As the quantum computing community gravitates towards understanding the practical benefits of quantum computers, having a clear definition and evaluation scheme for assessing practical quantum advantage in the context of specific applications is paramount. Generative modeling, for example, is a widely accepted natural use case for quantum computers, and yet has lacked a concrete approach for quantifying success of quantum models over classical ones. In this work, we construct a simple and unambiguous approach to probe practical quantum advantage for generative modeling by measuring the algorithm's generalization performance. Using the sample-based approach proposed here, any generative model, from state-of-the-art classical generative models such as GANs to quantum models such as Quantum Circuit Born Machines, can be evaluated on the same ground on a concrete well-defined framework. In contrast to other sample-based metrics for probing practical generalization, we leverage constrained optimization problems (e.g., cardinality-constrained problems) and use these discrete datasets to define specific metrics capable of unambiguously measuring the quality of the samples and the model's generalization capabilities for generating data beyond the training set but still within the valid solution space. Additionally, our metrics can diagnose trainability issues such as mode collapse and overfitting, as we illustrate when comparing GANs to quantum-inspired models built out of tensor networks. Our simulation results show that our quantum-inspired models have up to a $68 \times$ enhancement in generating unseen unique and valid samples compared to GANs, and a ratio of 61:2 for generating samples with better quality than those observed in the training set. We foresee these metrics as valuable tools for rigorously defining practical quantum advantage in the domain of generative modeling.

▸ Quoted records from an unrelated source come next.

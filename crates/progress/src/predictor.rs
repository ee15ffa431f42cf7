//! Finish-date prediction.

use buildwatch_core::{Date, Error, Observation, SiteConfig};
use chrono::Days;
use serde::{Deserialize, Serialize};
use tracing::{debug, warn};

use crate::curve::ProjectionCurve;
use crate::fit::LinearFit;

/// Percent at which construction counts as finished.
const COMPLETE: f64 = 100.0;

/// A projected finish.
#[derive(Debug, Clone, Copy, PartialEq, Serialize, Deserialize)]
pub struct Projection {
    /// Date the extrapolated progress reaches 100%
    pub finish_date: Date,

    /// Whole days from the current date to the finish date
    pub days_to_finish: u64,

    /// Progress rate in percent per day
    pub slope: f64,

    /// The current percent is already at or past 100%
    pub already_complete: bool,
}

/// Outcome of a prediction.
#[derive(Debug, Clone, Copy, PartialEq, Serialize, Deserialize)]
#[serde(tag = "kind", rename_all = "snake_case")]
pub enum Forecast {
    /// A finish date could be extrapolated
    Projected(Projection),
    /// No progress has been made, so no finish date exists
    Undefined,
}

impl Forecast {
    /// The projection, if any.
    pub fn projection(&self) -> Option<&Projection> {
        match self {
            Forecast::Projected(projection) => Some(projection),
            Forecast::Undefined => None,
        }
    }

    /// The predicted finish date, if any.
    pub fn finish_date(&self) -> Option<Date> {
        self.projection().map(|p| p.finish_date)
    }
}

/// Two-point linear progress predictor.
///
/// The start observation is fixed at 0% on `start_date`; the current
/// observation is the caller's percent on `current_date`. Percent values are
/// not clamped: negative values forecast nothing and values above 100 are
/// treated as already complete.
#[derive(Debug, Clone, Copy, PartialEq, Eq)]
pub struct ProgressPredictor {
    start_date: Date,
    current_date: Date,
}

impl ProgressPredictor {
    /// Create a predictor for the given start and current dates.
    ///
    /// `start_date` is expected to be strictly before `current_date`; this is
    /// not checked. If it is not, elapsed time is treated as one day. Use
    /// [`ProgressPredictor::try_new`] to reject such dates instead.
    pub fn new(start_date: Date, current_date: Date) -> Self {
        Self {
            start_date,
            current_date,
        }
    }

    /// Create a predictor, failing unless `start_date < current_date`.
    pub fn try_new(start_date: Date, current_date: Date) -> buildwatch_core::Result<Self> {
        if start_date >= current_date {
            return Err(Error::DateOrder {
                start: start_date,
                reference: current_date,
            });
        }
        Ok(Self::new(start_date, current_date))
    }

    /// Create a predictor from a site's configured dates.
    ///
    /// Date order is checked by [`SiteConfig::validate`], not here.
    pub fn from_config(config: &SiteConfig) -> Self {
        Self::new(config.start_date, config.reference_date)
    }

    /// Construction start date.
    pub fn start_date(&self) -> Date {
        self.start_date
    }

    /// Date the current percent refers to.
    pub fn current_date(&self) -> Date {
        self.current_date
    }

    /// Days between start and current date, never less than one.
    pub fn elapsed_days(&self) -> i64 {
        (self.current_date - self.start_date).num_days().max(1)
    }

    /// Progress rate in percent per day.
    pub fn slope(&self, current_percent: f64) -> f64 {
        current_percent / self.elapsed_days() as f64
    }

    /// The two observations the line is drawn through.
    pub fn observations(&self, current_percent: f64) -> [Observation; 2] {
        [
            Observation::start(self.start_date),
            Observation::new(self.current_date, current_percent),
        ]
    }

    /// Predict the finish date for `current_percent`.
    pub fn forecast(&self, current_percent: f64) -> Forecast {
        let slope = self.slope(current_percent);
        if !(slope > 0.0) {
            debug!("No progress at {}%, no forecast", current_percent);
            return Forecast::Undefined;
        }

        let already_complete = current_percent >= COMPLETE;
        let days_to_finish = if already_complete {
            0
        } else {
            ((COMPLETE - current_percent) / slope).floor() as u64
        };

        let Some(finish_date) = self.current_date.checked_add_days(Days::new(days_to_finish))
        else {
            warn!(
                "Finish date {} days after {} is out of range",
                days_to_finish, self.current_date
            );
            return Forecast::Undefined;
        };

        debug!(
            "Forecast at {}%: {:.5}%/day, {} days to finish ({})",
            current_percent, slope, days_to_finish, finish_date
        );

        Forecast::Projected(Projection {
            finish_date,
            days_to_finish,
            slope,
            already_complete,
        })
    }

    /// Day-by-day projected progress from the start date to the finish date.
    ///
    /// Returns `None` when there is no forecast.
    pub fn curve(&self, current_percent: f64) -> Option<ProjectionCurve> {
        let projection = *self.forecast(current_percent).projection()?;
        let [start, current] = self.observations(current_percent);
        let points = [
            (0.0, start.percent),
            (start.days_until(&current).max(1) as f64, current.percent),
        ];
        let fit = LinearFit::fit(&points)?;
        Some(ProjectionCurve::new(
            self.start_date,
            projection.finish_date,
            fit,
        ))
    }
}

#[cfg(test)]
mod tests {
    use super::*;

    fn date(year: i32, month: u32, day: u32) -> Date {
        Date::from_ymd_opt(year, month, day).unwrap()
    }

    fn predictor() -> ProgressPredictor {
        ProgressPredictor::new(date(2019, 1, 19), date(2025, 2, 26))
    }

    #[test]
    fn test_elapsed_days() {
        assert_eq!(predictor().elapsed_days(), 2230);
    }

    #[test]
    fn test_elapsed_days_clamped_to_one() {
        let same_day = ProgressPredictor::new(date(2025, 2, 26), date(2025, 2, 26));
        assert_eq!(same_day.elapsed_days(), 1);
        assert_eq!(same_day.slope(10.0), 10.0);
    }

    #[test]
    fn test_half_complete() {
        let p = predictor();
        let forecast = p.forecast(50.0);
        let projection = forecast.projection().unwrap();

        assert!((projection.slope - 0.02242).abs() < 1e-4);
        assert_eq!(projection.days_to_finish, 2230);
        assert_eq!(projection.finish_date, date(2031, 4, 6));
        assert!(!projection.already_complete);
    }

    #[test]
    fn test_no_progress_is_undefined() {
        let p = predictor();
        assert_eq!(p.forecast(0.0), Forecast::Undefined);
        assert_eq!(p.forecast(-5.0), Forecast::Undefined);
        assert_eq!(p.forecast(f64::NAN), Forecast::Undefined);
        assert!(p.curve(0.0).is_none());
        assert!(p.forecast(0.0).finish_date().is_none());
    }

    #[test]
    fn test_complete_finishes_today() {
        let p = predictor();
        let projection = *p.forecast(100.0).projection().unwrap();
        assert_eq!(projection.days_to_finish, 0);
        assert_eq!(projection.finish_date, date(2025, 2, 26));
        assert!(projection.already_complete);
    }

    #[test]
    fn test_over_complete_clamps_to_today() {
        let projection = *predictor().forecast(120.0).projection().unwrap();
        assert_eq!(projection.days_to_finish, 0);
        assert_eq!(projection.finish_date, date(2025, 2, 26));
        assert!(projection.already_complete);
    }

    #[test]
    fn test_other_percentages() {
        let p = predictor();
        assert_eq!(p.forecast(75.0).finish_date(), Some(date(2027, 3, 11)));
        assert_eq!(p.forecast(99.0).finish_date(), Some(date(2025, 3, 20)));
        assert_eq!(p.forecast(25.0).finish_date(), Some(date(2043, 6, 22)));
    }

    #[test]
    fn test_out_of_range_finish_is_undefined() {
        assert_eq!(predictor().forecast(1e-300), Forecast::Undefined);
    }

    #[test]
    fn test_finish_never_before_current() {
        let p = predictor();
        for pct in 1..=100 {
            let finish = p.forecast(pct as f64).finish_date().unwrap();
            assert!(finish >= p.current_date(), "{}% finished early", pct);
        }
    }

    #[test]
    fn test_days_to_finish_monotonic() {
        let p = predictor();
        let mut previous = u64::MAX;
        for pct in 1..=100 {
            let days = p.forecast(pct as f64).projection().unwrap().days_to_finish;
            assert!(days <= previous, "{}% increased days to finish", pct);
            previous = days;
        }
    }

    #[test]
    fn test_forecast_is_pure() {
        let p = predictor();
        assert_eq!(p.forecast(42.0), p.forecast(42.0));
        let a: Vec<_> = p.curve(42.0).unwrap().collect();
        let b: Vec<_> = p.curve(42.0).unwrap().collect();
        assert_eq!(a, b);
    }

    #[test]
    fn test_observations() {
        let [start, current] = predictor().observations(30.0);
        assert_eq!(start, Observation::new(date(2019, 1, 19), 0.0));
        assert_eq!(current, Observation::new(date(2025, 2, 26), 30.0));
    }

    #[test]
    fn test_try_new_checks_date_order() {
        let p = ProgressPredictor::try_new(date(2019, 1, 19), date(2025, 2, 26)).unwrap();
        assert_eq!(p, predictor());

        let same_day = ProgressPredictor::try_new(date(2025, 2, 26), date(2025, 2, 26));
        assert!(matches!(same_day, Err(Error::DateOrder { .. })));

        let reversed = ProgressPredictor::try_new(date(2025, 2, 26), date(2019, 1, 19));
        assert!(matches!(reversed, Err(Error::DateOrder { .. })));
    }

    #[test]
    fn test_same_day_still_curves() {
        let same_day = ProgressPredictor::new(date(2025, 2, 26), date(2025, 2, 26));
        let curve = same_day.curve(50.0).unwrap();
        assert!((curve.fit().slope - 50.0).abs() < 1e-12);
        assert_eq!(curve.days(), 2);
    }

    #[test]
    fn test_from_config() {
        let config = SiteConfig::default();
        let p = ProgressPredictor::from_config(&config);
        assert_eq!(p.start_date(), config.start_date);
        assert_eq!(p.current_date(), config.reference_date);
    }
}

翻译：随着量子计算领域逐渐聚焦于理解量子计算机的实际效益，针对特定应用场景建立清晰的实用量子优势定义与评估体系至关重要。生成建模作为公认的量子计算机天然应用场景之一，至今仍缺乏量化评估量子模型相较经典模型成功程度的具体方法。本研究构建了一种简明无歧义的方案，通过测量算法的泛化性能来探查生成建模中的实用量子优势。采用本文提出的基于样本的方法，任何生成模型——从最先进的经典生成模型（如GAN）到量子模型（如量子电路陪集机）——均可在统一的具体化框架下进行公平评估。与其他基于样本的实用泛化度量指标不同，我们利用约束优化问题（如基数约束问题），通过离散数据集定义能明确衡量样本质量与模型泛化能力的专用指标——即模型能否生成超出训练集但仍处于有效解空间的数据。此外，我们的指标可诊断模式坍塌、过拟合等可训练性问题，这在对比GAN与基于张量网络的量子启发模型时得到验证。仿真结果显示，相较于GAN，我们的量子启发模型在生成未见过的唯一有效样本时性能提升达68倍，且生成优于训练集样本质量的样本比例达到61:2。我们预计这些指标将成为严格定义生成建模领域实用量子优势的重要工具。